Exercise material =
#[derive(Parser)]
#[command(name = "toolchat")]
#[command(about = "Chat with an LLM that can call tools on an MCP server")]
struct Args {
    /// MCP server URL (overrides config and the stored value)
    #[arg(short, long)]
    server: Option<String>,

    /// Model name (overrides config)
    #[arg(short, long)]
    model: Option<String>,

    /// Maximum model round trips per turn
    #[arg(long)]
    max_iterations: Option<usize>,
}

#[tokio::main]
async fn main() -> Result<()> {
    dotenvy::dotenv().ok();
    let args = Args::parse();

    let mut config = Config::load()?;
    if let Some(model) = args.model {
        config.llm.model = model;
    }
    if let Some(n) = args.max_iterations {
        config.agent.max_iterations = n;
    }

    let store = SessionStore::open_default()?;
    let mut editor = DefaultEditor::new()?;
    if let Some(dir) = Config::config_dir() {
        let _ = editor.load_history(&dir.join("history.txt"));
    }

    let server_url = match args
        .server
        .or_else(|| config.mcp.server_url.clone())
        .or_else(|| store.get(KEY_MCP_SERVER))
    {
        Some(url) => url,
        None => editor
            .readline("MCP server URL: ")
            .context("no MCP server URL provided")?
            .trim()
            .to_string(),
    };
    store.set(KEY_MCP_SERVER, &server_url)?;

    let api_key = {
        let mut prompt = || -> Result<String> { Ok(editor.readline("OpenAI API key: ")?) };
        resolve_api_key(&config.llm, &store, &mut prompt)?
    };

    let bus = EventBus::new();
    bus.subscribe(render_event);

    println!("Connecting to {server_url} ...");
    let (mcp, mut elicit_rx) = HttpMcpClient::connect(&server_url, bus.clone()).await?;
    if let Some(session_id) = mcp.session_id() {
        store.set(KEY_SESSION_ID, &session_id)?;
    }

    let tools = mcp.list_tools().await?;
    println!(
        "Connected. {} tool{} available. Type /help for commands.",
        tools.len(),
        if tools.len() == 1 { "" } else { "s" }
    );

    let mcp = Arc::new(mcp);
    let model = Arc::new(OpenAiModel::new(config.llm.base_url.clone(), api_key));
    let cancel = CancelToken::new();
    let agent = Agent::new(
        model,
        mcp.clone(),
        toolformat::to_openai_schemas(&tools),
        bus,
        cancel.clone(),
        AgentLoopConfig {
            max_iterations: config.agent.max_iterations,
            model: config.llm.model.clone(),
            system_prompt: config.agent.system_prompt.clone(),
            temperature: config.llm.temperature,
            max_tokens: config.llm.max_tokens,
        },
    );
    let mut session = AgentSession::new();

    loop {
        let line = match editor.readline("> ") {
            Ok(line) => line,
            Err(ReadlineError::Interrupted) => continue,
            Err(ReadlineError::Eof) => break,
            Err(err) => return Err(err.into()),
        };
        let line = line.trim();
        if line.is_empty() {
            continue;
        }
        let _ = editor.add_history_entry(line);

        match line {
            "/quit" | "/exit" => break,
            "/help" => {
                println!("/tools          list server tools");
                println!("/test <tool>    fill the tool's form and call it directly");
                println!("/quit           exit");
                continue;
            }
            "/tools" => {
                for tool in &tools {
                    println!(
                        "  {} - {}",
                        tool.name,
                        tool.description.as_deref().unwrap_or("(no description)")
                    );
                }
                continue;
            }
            _ => {}
        }
        if let Some(name) = line.strip_prefix("/test ") {
            if let Err(err) = test_tool(&mut editor, mcp.as_ref(), &tools, name.trim()).await {
                eprintln!("error: {err:#}");
            }
            continue;
        }

        cancel.reset();
        run_turn(&agent, &mut session, mcp.as_ref(), &mut elicit_rx, &cancel, line).await;
        println!();
    }

    if let Some(dir) = Config::config_dir() {
        let _ = editor.save_history(&dir.join("history.txt"));
    }
    Ok(())
}

/// Drive one turn while watching for Ctrl-C and server elicitation
/// requests. Elicitation prompts block the terminal, which is fine: the
/// turn is suspended inside the originating tool call anyway.
async fn run_turn(
    agent: &Agent,
    session: &mut AgentSession,
    mcp: &HttpMcpClient,
    elicit_rx: &mut tokio::sync::mpsc::UnboundedReceiver<ElicitRequest>,
    cancel: &CancelToken,
    input: &str,
) {
    let turn = agent.run_turn(session, input).fuse();
    tokio::pin!(turn);
    loop {
        tokio::select! {
            _ = &mut turn => break,
            _ = tokio::signal::ctrl_c() => {
                cancel.cancel();
            }
            Some(request) = elicit_rx.recv() => {
                let response = tokio::task::block_in_place(|| prompt_elicitation(&request));
                match response {
                    Ok(response) => {
                        if let Err(err) = mcp.submit_elicit_response(response).await {
                            eprintln!("error: failed to answer server request: {err:#}");
                        }
                    }
                    Err(err) => eprintln!("error: {err:#}"),
                }
            }
        }
    }
}

/// Collect user input for a server elicitation request.
fn prompt_elicitation(request: &ElicitRequest) -> Result<ElicitResponse> {
    println!("\nThe server requests input: {}", request.message);
    let mut editor = DefaultEditor::new()?;
    let verdict = editor.readline("[a]ccept / [d]ecline / [c]ancel: ")?;
    let action = match verdict.trim() {
        "a" | "accept" => ElicitAction::Accept,
        "d" | "decline" => ElicitAction::Decline,
        _ => ElicitAction::Cancel,
    };
    if action != ElicitAction::Accept {
        return Ok(ElicitResponse {
            id: request.id.clone(),
            action,
            content: None,
        });
    }

    let content = fill_form(&mut editor, &request.schema)?;
    println!(
        "Submitting: {}",
        form::validate::mask_sensitive(&content)
    );
    Ok(ElicitResponse {
        id: request.id.clone(),
        action: ElicitAction::Accept,
        content: Some(content),
    })
}

/// Key precedence: config file or environment first, then the token
/// persisted by an earlier run, then an interactive prompt whose answer
/// is stored for next time.
fn resolve_api_key(
    llm: &LlmConfig,
    store: &SessionStore,
    prompt: &mut dyn FnMut() -> Result<String>,
) -> Result<SecretString> {
    if let Ok(key) = llm.resolve_api_key() {
        return Ok(key);
    }
    if let Some(token) = store.get(KEY_API_TOKEN) {
        return Ok(SecretString::from(token));
    }
    let token = prompt()?.trim().to_string();
    if token.is_empty() {
        anyhow::bail!("no API key provided");
    }
    store.set(KEY_API_TOKEN, &token)?;
    Ok(SecretString::from(token))
}

/// Prompt for each schema field until the form validates, then return
/// the submission value.
fn fill_form(editor: &mut DefaultEditor, schema: &serde_json::Value) -> Result<serde_json::Value> {
    let mut read = |prompt: &str| -> Result<String> { Ok(editor.readline(prompt)?) };
    fill_form_with(&mut read, schema)
}

fn fill_form_with(
    read: &mut dyn FnMut(&str) -> Result<String>,
    schema: &serde_json::Value,
) -> Result<serde_json::Value> {
    loop {
        let mut state = form::builder::build(schema);
        prompt_fields(read, &mut state, "")?;

        match form::validate::submit(&state, schema) {
            Ok(value) => return Ok(value),
            Err(errors) => {
                for error in errors {
                    eprintln!("  ! {error}");
                }
                println!("Please try again.");
            }
        }
    }
}

/// Walk the form depth-first, prompting for scalar fields and recursing
/// into nested object forms. Nested field prompts carry a dotted path so
/// the user can tell `address.street` from a top-level `street`.
fn prompt_fields(
    read: &mut dyn FnMut(&str) -> Result<String>,
    state: &mut FormState,
    prefix: &str,
) -> Result<()> {
    for field in &mut state.fields {
        let label = if prefix.is_empty() {
            field.descriptor.name.clone()
        } else {
            format!("{prefix}.{}", field.descriptor.name)
        };
        if let FieldValue::Form(inner) = &mut field.value {
            prompt_fields(read, inner, &label)?;
            continue;
        }
        let FieldKind::Scalar(scalar) = &field.descriptor.kind else {
            // List and row fields keep their seeded value; required ones
            // are seeded non-empty at build time.
            continue;
        };
        let scalar = *scalar;
        let marker = if field.descriptor.required { "*" } else { "" };
        let raw = read(&format!("  {label}{marker} ({scalar:?}): "))?;
        let raw = raw.trim();
        if raw.is_empty() {
            continue;
        }
        field.value = FieldValue::Scalar(parse_scalar(raw, scalar));
    }
    Ok(())
}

Work instructions =
Beginning with the first line of the records above, reproduce each line exactly, ending at the line that contains "let store = SessionStore::open_default()?;", and leave out everything else.

Answer section =
#[derive(Parser)]
#[command(name = "toolchat")]
#[command(about = "Chat with an LLM that can call tools on an MCP server")]
struct Args {
    /// MCP server URL (overrides config and the stored value)
    #[arg(short, long)]
    server: Option<String>,

    /// Model name (overrides config)
    #[arg(short, long)]
    model: Option<String>,

    /// Maximum model round trips per turn
    #[arg(long)]
    max_iterations: Option<usize>,
}

#[tokio::main]
async fn main() -> Result<()> {
    dotenvy::dotenv().ok();
    let args = Args::parse();

    let mut config = Config::load()?;
    if let Some(model) = args.model {
        config.llm.model = model;
    }
    if let Some(n) = args.max_iterations {
        config.agent.max_iterations = n;
    }

    let store = SessionStore::open_default()?;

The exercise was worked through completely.